That simply has the wrong type in mathematically civilized languages like
Standard ML or Haskell.

> The full cup will only get garbage collected if you do not reference it
> anymore.

This is orthogonal to functional programming. You can avoid the need for a
garbage collector with substructural types.

------
jt2190
I was about to dismiss this story as silly, but then it occurred to me that
the reason this is so funny is not because Java is a bad language per se, but
that it really didn't work well for programmers who don't understand Object
Orientation. I've read more than my fair share of code that reads exactly like
this story because of this lack of programmer understanding.

Consider:

 _You are born with no body parts._

    
    
        Person me = new Person();
    

_Should anyone attempt to interact with you before your organs have finished
arriving you will die._

    
    
        me.interact();
    

Throws a NullPointerException because the class designer improperly
initialized the instance.
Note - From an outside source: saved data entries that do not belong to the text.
/// Binds one cell, typing nulls and booleans after the target column so
/// PostgreSQL accepts them without casts.
macro_rules! bind_value {
    ($query:ident, $value:expr, $hint:expr) => {
        match ($value, $hint) {
            (Value::Null, Some(SqlColumnType::Integer)) => $query.bind(None::<i64>),
            (Value::Null, Some(SqlColumnType::Decimal { .. })) => $query.bind(None::<f64>),
            (Value::Null, Some(SqlColumnType::DateTime)) => $query.bind(None::<NaiveDateTime>),
            (Value::Null, _) => $query.bind(None::<String>),
            (Value::String(text), _) => $query.bind(text.clone()),
            (Value::Integer(n), _) => $query.bind(*n),
            (Value::Float(f), _) => $query.bind(*f),
            (Value::Boolean(b), Some(SqlColumnType::Integer)) => $query.bind(i64::from(*b)),
            (Value::Boolean(b), _) => $query.bind(*b),
            (Value::DateTime(dt), _) => $query.bind(*dt),
        }
    };
}

/// Statement helpers for one sqlx backend. Both backends share the logic and
/// differ only in row decoding, placeholders and catalog SQL.
macro_rules! backend {
    (
        $module:ident,
        db: $db:ty,
        row: $row:ty,
        dialect: $dialect:expr,
        has_table_sql: $has_table_sql:expr,
        placeholder: $placeholder:expr,
        decode: $decode:path,
        last_insert_id: $last_insert_id:expr $(,)?
    ) => {
        mod $module {
            use super::*;
            use sqlx::Column as _;

            fn headers(row: &$row) -> Vec<String> {
                row.columns().iter().map(|c| c.name().to_string()).collect()
            }

            fn decode_row(row: &$row) -> Result<Vec<Value>, DriverError> {
                (0..row.len())
                    .map(|index| $decode(row, index).map_err(driver_error))
                    .collect()
            }

            pub(super) async fn has_table(
                conn: &mut PoolConnection<$db>,
                table: &str,
            ) -> Result<bool, DriverError> {
                let count: i64 = sqlx::query_scalar::<$db, i64>($has_table_sql)
                    .bind(table)
                    .fetch_one(&mut **conn)
                    .await
                    .map_err(driver_error)?;
                Ok(count > 0)
            }

            pub(super) async fn query(
                conn: &mut PoolConnection<$db>,
                sql: &str,
                params: &[Value],
            ) -> Result<Dataset, DriverError> {
                let mut query = sqlx::query::<$db>(sql);
                for value in params {
                    query = bind_value!(query, value, None::<SqlColumnType>);
                }
                let rows = query.fetch_all(&mut **conn).await.map_err(driver_error)?;
                let names = match rows.first() {
                    Some(row) => headers(row),
                    None => (&mut **conn)
                        .describe(sql)
                        .await
                        .map_err(driver_error)?
                        .columns()
                        .iter()
                        .map(|c| c.name().to_string())
                        .collect(),
                };
                let values = rows.iter().map(decode_row).collect::<Result<Vec<_>, _>>()?;
                Dataset::from_rows(names, values)
                    .map_err(|err| DriverError::with_source("Building result set", err))
            }

            pub(super) async fn execute(
                conn: &mut PoolConnection<$db>,
                sql: &str,
                params: &[Value],
            ) -> Result<ExecutionSummary, DriverError> {
                let mut query = sqlx::query::<$db>(sql);
                for value in params {
                    query = bind_value!(query, value, None::<SqlColumnType>);
                }
                let done = query.execute(&mut **conn).await.map_err(driver_error)?;
                Ok(ExecutionSummary {
                    rows_affected: done.rows_affected(),
                    last_insert_id: $last_insert_id(&done),
                })
            }

            pub(super) async fn insert_rows(
                conn: &mut PoolConnection<$db>,
                table: &str,
                dataset: &Dataset,
                schema: &TableSchema,
                chunk_size: Option<usize>,
            ) -> Result<u64, DriverError> {
                let columns = dataset.columns();
                let row_count = dataset.row_count();
                if columns.is_empty() || row_count == 0 {
                    return Ok(0);
                }
                let width = columns.len();
                let hints: Vec<Option<SqlColumnType>> =
                    columns.iter().map(|c| schema.get(c.name())).collect();
                let column_list = columns
                    .iter()
                    .map(|c| $dialect.quote_identifier(c.name()))
                    .collect::<Vec<_>>()
                    .join(", ");
                let chunk = chunk_size
                    .unwrap_or(DEFAULT_CHUNK_ROWS)
                    .min(MAX_BIND_PARAMS / width)
                    .max(1);

                let mut written = 0;
                for start in (0..row_count).step_by(chunk) {
                    let end = (start + chunk).min(row_count);
                    let mut sql = format!(
                        "INSERT INTO {} ({}) VALUES ",
                        $dialect.quote_identifier(table),
                        column_list
                    );
                    let mut param = 0;
                    for row in start..end {
                        if row > start {
                            sql.push_str(", ");
                        }
                        sql.push('(');
                        for col in 0..width {
                            if col > 0 {
                                sql.push_str(", ");
                            }
                            param += 1;
                            sql.push_str(&$placeholder(param));
                        }
                        sql.push(')');
                    }
                    let mut query = sqlx::query::<$db>(&sql);
                    for row in start..end {
                        for (column, hint) in columns.iter().zip(&hints) {
                            query = bind_value!(query, &column.values()[row], *hint);
                        }
                    }
                    written += query
                        .execute(&mut **conn)
                        .await
                        .map_err(driver_error)?
                        .rows_affected();
                    debug!("Inserted rows {start}..{end} into '{table}'");
                }
                Ok(written)
            }

            pub(super) async fn call(
                tx: &mut Transaction<'static, $db>,
                sql: &str,
                params: &[Value],
            ) -> Result<CursorResult, DriverError> {
                let mut query = sqlx::query::<$db>(sql);
                for value in params {
                    query = bind_value!(query, value, None::<SqlColumnType>);
                }
                let mut result = CursorResult::default();
                let mut stream = (&mut **tx).fetch_many(query);
                while let Some(item) = stream.try_next().await.map_err(driver_error)? {
                    match item {
                        Either::Left(done) => result.rows_affected += done.rows_affected(),
                        Either::Right(row) => {
                            if result.columns.is_none() {
                                result.columns = Some(headers(&row));
                            }
                            result.rows.push(decode_row(&row)?);
                        }
                    }
                }
                Ok(result)
            }
        }
    };
}

backend!(
    mysql,
    db: MySql,
    row: MySqlRow,
    dialect: DialectKind::MySql,
    has_table_sql: "SELECT COUNT(*) FROM information_schema.tables WHERE table_schema = DATABASE() AND table_name = ?",
    placeholder: |_: usize| "?".to_string(),
    decode: mysql_cell,
    last_insert_id: |done: &MySqlQueryResult| Some(done.last_insert_id()),
);

backend!(
    postgres,
    db: Postgres,
    row: PgRow,
    dialect: DialectKind::PostgreSql,
    has_table_sql: "SELECT COUNT(*) FROM information_schema.tables WHERE table_schema = current_schema() AND table_name = $1",
    placeholder: |n: usize| format!("${n}"),
    decode: pg_cell,
    last_insert_id: |_: &PgQueryResult| None,
);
The designer should have provided a constructor.

    
    
        public static Person() {
            this.organs = new Organs();
        }
    

_One by one, your organs are pushed into you._

Instead, the class designer probably followed the JavaBean pattern and
provided a setter method for Organs:

    
    
        public void setOrgans(Organs organs) {
            this.organs = organs;
        }
    

etc.

(For those that don't remember: The JavaBean idea arose because early versions
of Java had no way of performing introspection, something that software tools
really, really need. JavaBeans broke object encapsulation by design. Many
programmers had to write beans to take advantage of their tools, and learned a
very bad habit.)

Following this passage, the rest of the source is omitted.